• Requirement
Set down a word-for-word copy of the data below, limited to the lines from the first through the line with "use crate::infrastructure::fs::JobRecord;".

------------

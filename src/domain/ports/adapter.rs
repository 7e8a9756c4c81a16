//! Application-suite port - interface for application-specific behavior.

use async_trait::async_trait;
use std::path::Path;

use crate::domain::models::Instance;
use crate::infrastructure::fs::JobRecord;

/// Trait for application-suite adapters.
///
/// Everything the core cannot know about a concrete simulation suite lives
/// behind this interface: memory estimation, instance instantiation,
/// command construction, upstream stages, and log interpretation. One
/// implementation is selected by name at process start (see
/// [`crate::adapters::create`]); the selection is recorded on every job so
/// workers resolve the same strategy.
#[async_trait]
pub trait SuiteAdapter: Send + Sync {
    /// Adapter name, as referenced from configuration and records.
    fn name(&self) -> &'static str;

    /// Whether usable output for `template` already exists at `path`.
    async fn output_available(&self, path: &Path, template: &str) -> bool;

    /// Memory required to run `application` against this instance, in MB.
    /// `None` means the requirement cannot be determined and the
    /// application must be skipped.
    async fn memory_requirement_mb(&self, instance_dir: &Path, application: &str) -> Option<u64>;

    /// Contribute application-specific fields (COMMAND, LOG_FILE, ...) to
    /// a record under construction. Returning `false` vetoes creation.
    async fn populate_fields(&self, record: &mut JobRecord) -> bool;

    /// Upstream applications whose output must exist before `application`
    /// may run. Empty means no preconditions.
    fn precondition_applications(&self, application: &str) -> Vec<String>;

    /// Apply the instance's parameter selection to a freshly copied
    /// template tree. Returning `false` abandons the instance.
    async fn materialize_instance(&self, instance: &Instance) -> bool;

    /// Interpret the log at `log_path`, updating derived metric fields on
    /// the record as a side effect. Returns the verdict: 0 is success.
    async fn parse_log(&self, record: &mut JobRecord, log_path: &Path) -> i32;

    /// Extract the simulation-reported elapsed time from a log, in
    /// seconds. `None` means no recognized success marker was found.
    async fn extract_duration(&self, log_path: &Path) -> Option<f64>;
}
use secrecy::SecretString;
use std::time::Duration;

/// Process-wide settings resolved once at startup.
#[derive(Clone)]
pub struct GlobalArgs {
    pub identity_url: String,
    pub identity_key: SecretString,
    pub identity_timeout: Duration,
}

impl GlobalArgs {
    #[must_use]
    pub fn new(identity_url: String, identity_key: SecretString) -> Self {
        Self {
            identity_url,
            identity_key,
            identity_timeout: Duration::from_secs(10),
        }
    }

    #[must_use]
    pub fn with_identity_timeout(mut self, timeout: Duration) -> Self {
        self.identity_timeout = timeout;
        self
    }
}

impl std::fmt::Debug for GlobalArgs {
    fn fmt(&self, f: &mut std::fmt::Formatter<'_>) -> std::fmt::Result {
        f.debug_struct("GlobalArgs")
            .field("identity_url", &self.identity_url)
            .field("identity_key", &"***")
            .field("identity_timeout", &self.identity_timeout)
            .finish()
    }
}
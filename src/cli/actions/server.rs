use crate::{api, cli::globals::GlobalArgs, cli::telemetry, identity::GoTrueClient};
use anyhow::{Context, Result};
use secrecy::SecretString;
use std::{sync::Arc, time::Duration};
use tracing::{debug, info};

#[derive(Debug)]
pub struct Args {
    pub port: u16,
    pub identity_url: String,
    pub identity_key: SecretString,
    pub identity_timeout: Duration,
    pub cors_origin: Option<String>,
}

/// Execute the server action.
/// # Errors
/// Returns an error if the identity client cannot be built or the server fails to start.
pub async fn execute(args: Args) -> Result<()> {
    let globals = GlobalArgs::new(args.identity_url, args.identity_key)
        .with_identity_timeout(args.identity_timeout);

    debug!("Global args: {:?}", globals);

    let client = GoTrueClient::new(
        &globals.identity_url,
        &globals.identity_key,
        globals.identity_timeout,
    )
    .context("Failed to build identity provider client")?;

    info!(identity_url = %client.base_url(), "identity provider configured");

    let result = api::new(args.port, Arc::new(client), args.cors_origin.as_deref()).await;

    telemetry::shutdown_tracer();

    result
}
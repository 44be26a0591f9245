//! Conversion of provider records into JSON-safe values.
//!
//! The identity provider hands back typed records (users, sessions, identities)
//! holding timestamps and nested records. Before they go on the wire they are
//! flattened into plain JSON: mappings and sequences are rebuilt element by
//! element, timestamps become ISO-8601 strings, and records are replaced by
//! the mapping of their fields. Scalars pass through unchanged.
//!
//! Records are trait objects, so a record can in principle reach itself. The
//! walk keeps the records on the current path and fails with
//! [`SerializeError::CyclicStructure`] instead of recursing forever; anything
//! nested deeper than [`MAX_DEPTH`] fails with [`SerializeError::DepthExceeded`].

mod error;
mod value;

pub use error::SerializeError;
pub use value::{FieldExposing, Number, Timestamp, Value};

use serde_json::{Map, Value as JsonValue};
use std::sync::Arc;

/// Maximum nesting accepted by [`serialize`].
pub const MAX_DEPTH: usize = 512;

/// Convert `value` into a JSON-safe value.
///
/// # Errors
/// Returns an error if a record is reachable from itself, the input nests
/// deeper than [`MAX_DEPTH`], or a float is NaN or infinite.
pub fn serialize(value: &Value) -> Result<JsonValue, SerializeError> {
    Walker::default().visit(value, 0)
}

#[derive(Default)]
struct Walker {
    // addresses of the records currently being expanded
    path: Vec<*const ()>,
}

impl Walker {
    fn visit(&mut self, value: &Value, depth: usize) -> Result<JsonValue, SerializeError> {
        if depth > MAX_DEPTH {
            return Err(SerializeError::DepthExceeded { limit: MAX_DEPTH });
        }

        match value {
            Value::Mapping(entries) => self.visit_mapping(entries, depth),
            Value::Sequence(items) => items
                .iter()
                .map(|item| self.visit(item, depth + 1))
                .collect::<Result<Vec<_>, _>>()
                .map(JsonValue::Array),
            Value::Timestamp(ts) => Ok(JsonValue::String(ts.to_iso8601())),
            Value::Record(record) => self.visit_record(record, depth),
            Value::Null => Ok(JsonValue::Null),
            Value::Bool(b) => Ok(JsonValue::Bool(*b)),
            Value::Number(n) => n
                .to_json()
                .map(JsonValue::Number)
                .ok_or(SerializeError::NonFiniteNumber),
            Value::String(s) => Ok(JsonValue::String(s.clone())),
        }
    }

    fn visit_mapping(
        &mut self,
        entries: &[(String, Value)],
        depth: usize,
    ) -> Result<JsonValue, SerializeError> {
        let mut map = Map::with_capacity(entries.len());
        for (key, value) in entries {
            map.insert(key.clone(), self.visit(value, depth + 1)?);
        }
        Ok(JsonValue::Object(map))
    }

    fn visit_record(
        &mut self,
        record: &Arc<dyn FieldExposing>,
        depth: usize,
    ) -> Result<JsonValue, SerializeError> {
        let address = Arc::as_ptr(record).cast::<()>();
        if self.path.contains(&address) {
            return Err(SerializeError::CyclicStructure {
                type_name: record.type_name(),
            });
        }

        self.path.push(address);
        let result = self.visit_mapping(&record.fields(), depth);
        self.path.pop();

        result
    }
}
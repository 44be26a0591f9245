use clap::{Arg, ArgMatches, Command};
use secrecy::SecretString;
use std::time::Duration;

pub const ARG_IDENTITY_URL: &str = "identity-url";
pub const ARG_IDENTITY_KEY: &str = "identity-key";
pub const ARG_IDENTITY_TIMEOUT_SECONDS: &str = "identity-timeout-seconds";
pub const ARG_CORS_ORIGIN: &str = "cors-origin";

#[derive(Debug, Clone)]
pub struct Options {
    pub url: String,
    pub key: SecretString,
    pub timeout: Duration,
    pub cors_origin: Option<String>,
}

impl Options {
    /// Parse identity provider arguments from matches.
    ///
    /// # Errors
    /// Returns an error if the provider URL or key is missing or blank.
    pub fn parse(matches: &ArgMatches) -> anyhow::Result<Self> {
        // env vars set to "" reach us as empty strings
        let get_non_empty = |id: &str| {
            matches
                .get_one::<String>(id)
                .map(|v| v.trim().to_string())
                .filter(|v| !v.is_empty())
        };

        let Some(url) = get_non_empty(ARG_IDENTITY_URL) else {
            anyhow::bail!("missing required argument: --{ARG_IDENTITY_URL}");
        };

        let Some(key) = get_non_empty(ARG_IDENTITY_KEY) else {
            anyhow::bail!("missing required argument: --{ARG_IDENTITY_KEY}");
        };

        let timeout = matches
            .get_one::<u64>(ARG_IDENTITY_TIMEOUT_SECONDS)
            .copied()
            .unwrap_or(10);

        Ok(Self {
            url,
            key: SecretString::from(key),
            timeout: Duration::from_secs(timeout),
            cors_origin: get_non_empty(ARG_CORS_ORIGIN),
        })
    }
}

#[must_use]
pub fn with_args(command: Command) -> Command {
    command
        .arg(
            Arg::new(ARG_IDENTITY_URL)
                .long(ARG_IDENTITY_URL)
                .help("Base URL of the identity provider, e.g. https://<project>.supabase.co")
                .env("ZENTORA_IDENTITY_URL"),
        )
        .arg(
            Arg::new(ARG_IDENTITY_KEY)
                .long(ARG_IDENTITY_KEY)
                .help("API key sent to the identity provider")
                .env("ZENTORA_IDENTITY_KEY")
                .hide_env_values(true),
        )
        .arg(
            Arg::new(ARG_IDENTITY_TIMEOUT_SECONDS)
                .long(ARG_IDENTITY_TIMEOUT_SECONDS)
                .help("Timeout for identity provider requests in seconds")
                .env("ZENTORA_IDENTITY_TIMEOUT_SECONDS")
                .default_value("10")
                .value_parser(clap::value_parser!(u64).range(1..)),
        )
        .arg(
            Arg::new(ARG_CORS_ORIGIN)
                .long(ARG_CORS_ORIGIN)
                .help("Browser origin allowed to call the API; CORS is off when unset")
                .env("ZENTORA_CORS_ORIGIN"),
        )
}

------------

• Task response
filename src/domain/ports/adapter.rs
repository 7e8a9756c4c81a16
//! Application-suite port - interface for application-specific behavior.

use async_trait::async_trait;
use std::path::Path;

use crate::domain::models::Instance;
use crate::infrastructure::fs::JobRecord;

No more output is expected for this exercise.